On Monday, Louis Vuitton announced that Virgil Abloh, a designer with no formal training yet has the industry captivated by his street smarts (er, streetwear), will be its new artistic director of menswear. Abloh, 37, is the French house's first African-American artistic director and succeeds Kim Jones, who announced his departure in January. “I find the heritage and creative integrity of the house are key inspirations," Abloh said of his move in a statement, "and will look to reference them both while drawing parallels to modern times.”
Founder of label Off-White, Abloh has garnered a youth-led following most heritage brands could only dream of — for example, his personal Instagram account has 1.6 million followers, with his label sitting at a cool 3.1 million. Before founding his own company in 2013, Abloh interned at Fendi and served as Kanye West's creative consultant. Since going at it on his own, he's been nominated for the LVMH prize, won the Urban Luxury Brand award at the Fashion Awards in 2017, collaborated with everyone from IKEA to Levi's and Nike, and has become just about the most sought-after brand out there.

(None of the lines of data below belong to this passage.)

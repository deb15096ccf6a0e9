use serde::Serialize;

use crate::data::model::Dataset;
use crate::data::schema::FieldKind;

/// Per-column overview (Pandas `df.info()` plus `isnull().sum()`).
#[derive(Debug, Clone, PartialEq, Serialize)]
pub struct ColumnProfile {
    pub name: String,
    pub kind: FieldKind,
    pub dtype: &'static str,
    pub non_null: usize,
    pub nulls: usize,
}

#[derive(Debug, Clone, PartialEq, Serialize)]
pub struct DatasetProfile {
    pub rows: usize,
    pub columns: Vec<ColumnProfile>,
    pub duplicate_rows: usize,
}

impl DatasetProfile {
    /// Columns with at least one missing value.
    pub fn columns_with_nulls(&self) -> impl Iterator<Item = &ColumnProfile> {
        self.columns.iter().filter(|c| c.nulls > 0)
    }
}

/// Shape, types, missing values and duplicate count of a dataset.
pub fn profile(dataset: &Dataset) -> DatasetProfile {
    let columns = dataset
        .schema()
        .fields()
        .iter()
        .enumerate()
        .map(|(pos, field)| {
            let mut nulls = 0;
            let mut dtype = None;
            for record in dataset.records() {
                let value = record.get(pos);
                if value.is_null() {
                    nulls += 1;
                } else if dtype.is_none() {
                    dtype = Some(value.dtype());
                }
            }
            let dtype = dtype.unwrap_or(match field.kind {
                FieldKind::Numeric => "float64",
                FieldKind::Categorical => "object",
            });
            ColumnProfile {
                name: field.name.clone(),
                kind: field.kind,
                dtype,
                non_null: dataset.len() - nulls,
                nulls,
            }
        })
        .collect();

    DatasetProfile {
        rows: dataset.len(),
        columns,
        duplicate_rows: dataset.duplicate_count(),
    }
}

#[cfg(test)]
mod tests {
    use super::*;
    use crate::data::loader::load_csv_reader;

    #[test]
    fn counts_nulls_types_and_duplicates() {
        let data = "a,b,c\n1,x,\n2.5,,\n1,x,\n";
        let ds = load_csv_reader(data.as_bytes(), None).unwrap();
        let p = profile(&ds);

        assert_eq!(p.rows, 3);
        assert_eq!(p.duplicate_rows, 1);
        assert_eq!(p.columns[0].dtype, "float64");
        assert_eq!(p.columns[1].dtype, "object");
        assert_eq!(p.columns[1].nulls, 1);
        assert_eq!(p.columns[2].non_null, 0);
        let with_nulls: Vec<_> = p.columns_with_nulls().map(|c| c.name.as_str()).collect();
        assert_eq!(with_nulls, vec!["b", "c"]);
    }
}
//! Pearson correlation between numeric fields.

use std::fmt;

use serde::Serialize;

use crate::data::model::Dataset;
use crate::error::{Error, Result};

/// Pearson correlation of two numeric fields over rows where both are
/// present.
pub fn correlate(dataset: &Dataset, field_a: &str, field_b: &str) -> Result<f64> {
    let a = dataset.schema().numeric_position(field_a)?;
    let b = dataset.schema().numeric_position(field_b)?;

    let (xs, ys): (Vec<f64>, Vec<f64>) = dataset
        .records()
        .iter()
        .filter_map(|r| Some((r.get(a).as_f64()?, r.get(b).as_f64()?)))
        .unzip();

    pearson(&xs, &ys, field_a, field_b)
}

/// Pearson correlation coefficient of paired samples, clamped to [-1, 1].
fn pearson(x: &[f64], y: &[f64], name_x: &str, name_y: &str) -> Result<f64> {
    if x.len() < 2 {
        return Err(Error::insufficient(2, x.len()));
    }

    // A constant column has no variance even when rounding in the mean
    // leaves tiny nonzero deviations.
    if is_constant(x) {
        return Err(Error::ZeroVariance(name_x.to_string()));
    }
    if is_constant(y) {
        return Err(Error::ZeroVariance(name_y.to_string()));
    }

    let n = x.len() as f64;
    let mean_x = x.iter().sum::<f64>() / n;
    let mean_y = y.iter().sum::<f64>() / n;

    let mut numerator = 0.0;
    let mut sum_sq_x = 0.0;
    let mut sum_sq_y = 0.0;
    for (&xi, &yi) in x.iter().zip(y) {
        let dx = xi - mean_x;
        let dy = yi - mean_y;
        numerator += dx * dy;
        sum_sq_x += dx * dx;
        sum_sq_y += dy * dy;
    }

    Ok((numerator / (sum_sq_x * sum_sq_y).sqrt()).clamp(-1.0, 1.0))
}

fn is_constant(values: &[f64]) -> bool {
    values.iter().all(|&v| v == values[0])
}

// ---------------------------------------------------------------------------
// CorrelationStrength – bucketing of |r|
// ---------------------------------------------------------------------------

#[derive(Debug, Clone, Copy, PartialEq, Eq, Serialize)]
pub enum CorrelationStrength {
    Negligible,
    Weak,
    Moderate,
    Strong,
    VeryStrong,
}

impl CorrelationStrength {
    /// |r| < 0.1 negligible, < 0.3 weak, < 0.5 moderate, < 0.7 strong.
    pub fn classify(r: f64) -> Self {
        let magnitude = r.abs();
        if magnitude < 0.1 {
            CorrelationStrength::Negligible
        } else if magnitude < 0.3 {
            CorrelationStrength::Weak
        } else if magnitude < 0.5 {
            CorrelationStrength::Moderate
        } else if magnitude < 0.7 {
            CorrelationStrength::Strong
        } else {
            CorrelationStrength::VeryStrong
        }
    }

    /// e.g. "strong positive", "weak negative", "negligible".
    pub fn describe(r: f64) -> String {
        let strength = Self::classify(r);
        if strength == CorrelationStrength::Negligible {
            return strength.to_string();
        }
        let direction = if r > 0.0 { "positive" } else { "negative" };
        format!("{strength} {direction}")
    }
}

impl fmt::Display for CorrelationStrength {
    fn fmt(&self, f: &mut fmt::Formatter<'_>) -> fmt::Result {
        let text = match self {
            CorrelationStrength::Negligible => "negligible",
            CorrelationStrength::Weak => "weak",
            CorrelationStrength::Moderate => "moderate",
            CorrelationStrength::Strong => "strong",
            CorrelationStrength::VeryStrong => "very strong",
        };
        write!(f, "{text}")
    }
}

// ---------------------------------------------------------------------------
// CorrelationMatrix
// ---------------------------------------------------------------------------

/// Pairwise Pearson correlations (Pandas `df[cols].corr()`).
///
/// Each pair uses the rows where both fields are present. Entries are
/// `None` where the correlation is undefined.
#[derive(Debug, Clone, PartialEq, Serialize)]
pub struct CorrelationMatrix {
    pub fields: Vec<String>,
    pub values: Vec<Vec<Option<f64>>>,
}

impl CorrelationMatrix {
    pub fn get(&self, field_a: &str, field_b: &str) -> Option<f64> {
        let i = self.fields.iter().position(|f| f == field_a)?;
        let j = self.fields.iter().position(|f| f == field_b)?;
        self.values[i][j]
    }
}

pub fn correlation_matrix(dataset: &Dataset, fields: &[&str]) -> Result<CorrelationMatrix> {
    let n = fields.len();
    let mut values = vec![vec![None; n]; n];

    for i in 0..n {
        for j in i..n {
            let r = match correlate(dataset, fields[i], fields[j]) {
                Ok(r) => Some(r),
                Err(Error::ZeroVariance(_)) | Err(Error::InsufficientData { .. }) => None,
                Err(e) => return Err(e),
            };
            values[i][j] = r;
            values[j][i] = r;
        }
    }

    Ok(CorrelationMatrix {
        fields: fields.iter().map(|f| f.to_string()).collect(),
        values,
    })
}
/// Data layer: typed schema, row model, and loading.
///
/// Architecture:
/// ```text
///  .csv / .json / .parquet
///        │
///        ▼
///   ┌──────────┐
///   │  loader   │  parse file, validate header against Schema → Dataset
///   └──────────┘
///        │
///        ▼
///   ┌──────────┐
///   │  Dataset  │  Arc<Schema> + Vec<Record>, immutable snapshot
///   └──────────┘
/// ```

pub mod loader;
pub mod model;
pub mod schema;
//! The exploration bundle: everything the survey dashboard showed, as
//! plain data, plus a text rendering for the terminal.

use std::fmt::Write;

use log::warn;
use serde::Serialize;

use crate::data::model::Dataset;
use crate::data::schema::{FieldKind, KEY_NUMERIC_FIELDS};
use crate::error::{Error, Result};
use crate::pipeline::{clean_with_report, profile, CleanConfig, CleanReport, DatasetProfile};
use crate::stats::{
    breakdown, correlation_matrix, histogram, summarize, CategoryBreakdown, CorrelationMatrix,
    CorrelationStrength, DistributionShape, Histogram, SummaryStatistics,
};

/// Summary, shape and histogram of one numeric field.
#[derive(Debug, Clone, Serialize)]
pub struct FieldReport {
    pub summary: SummaryStatistics,
    pub shape: Option<DistributionShape>,
    pub fences: (f64, f64),
    pub histogram: Histogram,
}

#[derive(Debug, Clone, Serialize)]
pub struct Report {
    /// Profile of the data as loaded.
    pub raw: DatasetProfile,
    pub cleaning: CleanReport,
    pub fields: Vec<FieldReport>,
    pub breakdowns: Vec<CategoryBreakdown>,
    pub correlations: CorrelationMatrix,
}

/// Numeric fields to explore when none are named: the four headline
/// survey fields if present, otherwise every numeric field.
pub fn default_fields(dataset: &Dataset) -> Vec<String> {
    let schema = dataset.schema();
    if KEY_NUMERIC_FIELDS
        .iter()
        .all(|f| schema.numeric_position(f).is_ok())
    {
        KEY_NUMERIC_FIELDS.iter().map(|f| f.to_string()).collect()
    } else {
        schema.numeric_fields().map(str::to_string).collect()
    }
}

impl Report {
    /// Profile `raw`, clean it, and compute the statistics for `fields`.
    ///
    /// A field with no values after cleaning is skipped with a warning
    /// rather than failing the whole report.
    pub fn build(raw: &Dataset, config: &CleanConfig, fields: &[String], bins: usize) -> Result<Self> {
        let raw_profile = profile(raw);
        let (dataset, cleaning) = clean_with_report(raw, config)?;

        let mut field_reports = Vec::with_capacity(fields.len());
        for name in fields {
            let summary = match summarize(&dataset, name) {
                Ok(s) => s,
                Err(Error::InsufficientData { .. }) => {
                    warn!("skipping '{name}': no values after cleaning");
                    continue;
                }
                Err(e) => return Err(e),
            };
            field_reports.push(FieldReport {
                shape: summary.shape(),
                fences: summary.fences(),
                histogram: histogram(&dataset, name, bins)?,
                summary,
            });
        }

        let breakdowns = dataset
            .schema()
            .fields()
            .iter()
            .filter(|f| f.kind == FieldKind::Categorical)
            .map(|f| breakdown(&dataset, &f.name))
            .collect::<Result<Vec<_>>>()?;

        let names: Vec<&str> = fields.iter().map(String::as_str).collect();
        let correlations = correlation_matrix(&dataset, &names)?;

        Ok(Report {
            raw: raw_profile,
            cleaning,
            fields: field_reports,
            breakdowns,
            correlations,
        })
    }

    /// Plain-text rendering for the terminal.
    pub fn render_text(&self) -> String {
        let mut out = String::new();
        // Writing to a String cannot fail.
        let _ = self.write_text(&mut out);
        out
    }

    fn write_text(&self, out: &mut String) -> std::fmt::Result {
        writeln!(out, "== Dataset ==")?;
        writeln!(out, "{} rows, {} columns", self.raw.rows, self.raw.columns.len())?;
        for col in &self.raw.columns {
            writeln!(
                out,
                "  {:<36} {:<9} {:>8} non-null {:>6} missing",
                col.name, col.dtype, col.non_null, col.nulls
            )?;
        }
        writeln!(out, "duplicate rows: {}", self.raw.duplicate_rows)?;
        let with_nulls: Vec<&str> = self
            .raw
            .columns_with_nulls()
            .map(|c| c.name.as_str())
            .collect();
        if !with_nulls.is_empty() {
            writeln!(out, "columns with missing values: {}", with_nulls.join(", "))?;
        }

        let c = &self.cleaning;
        writeln!(out, "\n== Cleaning ==")?;
        writeln!(out, "rows in:                 {}", c.rows_in)?;
        writeln!(out, "dropped (missing):       {}", c.rows_dropped_missing)?;
        for cap in &c.caps {
            writeln!(
                out,
                "capped '{}' at {:.2}: {} values",
                cap.field, cap.threshold, cap.values_capped
            )?;
        }
        writeln!(out, "duplicates removed:      {}", c.duplicates_removed)?;
        writeln!(out, "rows out:                {}", c.rows_out)?;

        for f in &self.fields {
            let s = &f.summary;
            writeln!(out, "\n== {} ==", s.field)?;
            writeln!(
                out,
                "mean {:.2}  median {:.2}  std {}  min {:.2}  max {:.2}",
                s.mean,
                s.median,
                s.std_dev.map_or("n/a".to_string(), |v| format!("{v:.2}")),
                s.min,
                s.max
            )?;
            writeln!(
                out,
                "Q1 {:.2}  Q2 {:.2}  Q3 {:.2}  IQR {:.2}",
                s.q1, s.q2, s.q3, s.iqr
            )?;
            if let (Some(skew), Some(shape)) = (s.skewness, f.shape) {
                writeln!(out, "skewness {skew:.2} ({shape})")?;
            }
            writeln!(
                out,
                "fences [{:.2}, {:.2}], {} outliers",
                f.fences.0, f.fences.1, s.outliers
            )?;
            write_histogram(out, &f.histogram)?;
        }

        for b in &self.breakdowns {
            writeln!(out, "\n== {} ==", b.field)?;
            for cat in &b.categories {
                writeln!(out, "  {:<28} {:>8} {:>6.2}%", cat.label, cat.count, cat.percentage)?;
            }
        }

        let m = &self.correlations;
        writeln!(out, "\n== Correlation ==")?;
        for (i, a) in m.fields.iter().enumerate() {
            for (j, b) in m.fields.iter().enumerate().skip(i + 1) {
                match m.values[i][j] {
                    Some(r) => writeln!(
                        out,
                        "  {a} / {b}: {r:.2} ({})",
                        CorrelationStrength::describe(r)
                    )?,
                    None => writeln!(out, "  {a} / {b}: undefined")?,
                }
            }
        }
        Ok(())
    }
}

fn write_histogram(out: &mut String, h: &Histogram) -> std::fmt::Result {
    const WIDTH: usize = 40;
    let peak = h.counts.iter().copied().max().unwrap_or(0).max(1);
    writeln!(out, "histogram ({} values, {} bins)", h.total(), h.counts.len())?;
    for (i, &count) in h.counts.iter().enumerate() {
        let bar = "#".repeat(count * WIDTH / peak);
        writeln!(
            out,
            "  [{:>10.2}, {:>10.2}) {:>7} {bar}",
            h.edges[i],
            h.edges[i + 1],
            count
        )?;
    }
    Ok(())
}

#[cfg(test)]
mod tests {
    use super::*;
    use crate::data::loader::load_csv_reader;

    #[test]
    fn builds_and_renders_for_inferred_schema() {
        let data = "grp,x,y\na,1,2\nb,2,4\na,3,7\na,3,7\n";
        let raw = load_csv_reader(data.as_bytes(), None).unwrap();
        let fields = default_fields(&raw);
        assert_eq!(fields, vec!["x".to_string(), "y".to_string()]);

        let report = Report::build(&raw, &CleanConfig::default(), &fields, 5).unwrap();
        assert_eq!(report.cleaning.duplicates_removed, 1);
        assert_eq!(report.fields.len(), 2);
        assert_eq!(report.breakdowns.len(), 1);
        assert!(report.correlations.get("x", "y").unwrap() > 0.9);

        let text = report.render_text();
        assert!(text.contains("== x =="));
        assert!(text.contains("duplicates removed:      1"));
        assert!(text.contains("x / y:"));
    }

    #[test]
    fn text_lists_missing_columns_and_histogram_totals() {
        let data = "grp,x,y\na,1,2\nb,2,\na,3,7\n";
        let raw = load_csv_reader(data.as_bytes(), None).unwrap();
        let fields = default_fields(&raw);
        let report = Report::build(&raw, &CleanConfig::default(), &fields, 3).unwrap();

        let text = report.render_text();
        assert!(text.contains("columns with missing values: y"));
        assert!(text.contains("histogram (3 values, 3 bins)"));
        assert!(text.contains("histogram (2 values, 3 bins)"));
    }
}
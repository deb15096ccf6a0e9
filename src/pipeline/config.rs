//! Cleaning configuration.

use std::collections::BTreeSet;
use std::path::Path;

use serde::{Deserialize, Serialize};

use crate::data::schema::{self, Schema};
use crate::error::{Error, Result};

fn default_cap_percentile() -> f64 {
    0.99
}

/// Which fields each cleaning step touches.
///
/// Deserializes from JSON; absent keys take their defaults:
///
/// ```json
/// {
///   "required_fields": ["Arrival Delay in Minutes"],
///   "cap_percentile": 0.99,
///   "fields_to_cap": ["Departure Delay in Minutes", "Arrival Delay in Minutes"],
///   "categorical_fields": ["satisfaction", "Gender"],
///   "integer_fields": ["Arrival Delay in Minutes"]
/// }
/// ```
#[derive(Debug, Clone, PartialEq, Serialize, Deserialize)]
#[serde(default)]
pub struct CleanConfig {
    /// Rows with a null in any of these are dropped.
    pub required_fields: BTreeSet<String>,
    /// Upper capping percentile in (0, 1].
    #[serde(default = "default_cap_percentile")]
    pub cap_percentile: f64,
    pub fields_to_cap: BTreeSet<String>,
    /// Coerced to `Value::Category`.
    pub categorical_fields: BTreeSet<String>,
    /// Coerced to `Value::Integer` by truncation toward zero.
    pub integer_fields: BTreeSet<String>,
}

impl Default for CleanConfig {
    fn default() -> Self {
        Self {
            required_fields: BTreeSet::new(),
            cap_percentile: default_cap_percentile(),
            fields_to_cap: BTreeSet::new(),
            categorical_fields: BTreeSet::new(),
            integer_fields: BTreeSet::new(),
        }
    }
}

fn names(items: &[&str]) -> BTreeSet<String> {
    items.iter().map(|s| s.to_string()).collect()
}

impl CleanConfig {
    /// The cleaning the airline survey exploration applies.
    pub fn airline() -> Self {
        Self {
            required_fields: names(&[schema::ARRIVAL_DELAY]),
            cap_percentile: default_cap_percentile(),
            fields_to_cap: names(&[schema::DEPARTURE_DELAY, schema::ARRIVAL_DELAY]),
            categorical_fields: names(&schema::CATEGORICAL_FIELDS),
            integer_fields: names(&[schema::ARRIVAL_DELAY]),
        }
    }

    pub fn from_json_file(path: &Path) -> Result<Self> {
        let text = std::fs::read_to_string(path)?;
        Ok(serde_json::from_str(&text)?)
    }

    /// Check the configuration against a schema before any row is touched.
    pub fn validate(&self, schema: &Schema) -> Result<()> {
        if !(self.cap_percentile > 0.0 && self.cap_percentile <= 1.0) {
            return Err(Error::InvalidConfig(format!(
                "cap_percentile {} must be in (0, 1]",
                self.cap_percentile
            )));
        }
        for name in self.required_fields.iter().chain(&self.categorical_fields) {
            schema.position(name)?;
        }
        for name in self.fields_to_cap.iter().chain(&self.integer_fields) {
            schema.numeric_position(name)?;
        }
        if let Some(name) = self.integer_fields.intersection(&self.categorical_fields).next() {
            return Err(Error::InvalidConfig(format!(
                "'{name}' cannot be both categorical and integer"
            )));
        }
        Ok(())
    }
}

#[cfg(test)]
mod tests {
    use super::*;

    #[test]
    fn missing_keys_take_defaults() {
        let cfg: CleanConfig = serde_json::from_str(r#"{"fields_to_cap": ["Age"]}"#).unwrap();
        assert_eq!(cfg.cap_percentile, 0.99);
        assert!(cfg.required_fields.is_empty());
        assert!(cfg.fields_to_cap.contains("Age"));
    }

    #[test]
    fn airline_config_validates_against_airline_schema() {
        CleanConfig::airline().validate(&Schema::airline()).unwrap();
    }

    #[test]
    fn validate_rejects_bad_percentile_and_unknown_fields() {
        let schema = Schema::airline();

        let cfg = CleanConfig {
            cap_percentile: 0.0,
            ..CleanConfig::default()
        };
        assert!(matches!(cfg.validate(&schema), Err(Error::InvalidConfig(_))));

        let cfg = CleanConfig {
            required_fields: names(&["Arrival Delay"]),
            ..CleanConfig::default()
        };
        assert!(matches!(cfg.validate(&schema), Err(Error::FieldNotFound(_))));

        let cfg = CleanConfig {
            fields_to_cap: names(&[schema::CLASS]),
            ..CleanConfig::default()
        };
        assert!(matches!(cfg.validate(&schema), Err(Error::NonNumericField(_))));
    }
}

Abloh's appointment at Louis Vuitton confirms that streetwear and athleisure will soon see a luxury-level type of industry respect, and we can expect the same much-hyped pieces that we saw from his predecessor Jones, a close friend of Abloh's whose Vuitton collaboration with Supreme was the sellout drop of 2017. As the industry struggles to figure out just what makes new age consumers tick, the promoting of Abloh marks a new era of creative directors that are genuinely keen to push the industry forward at a pace that's less glacial than we're used to.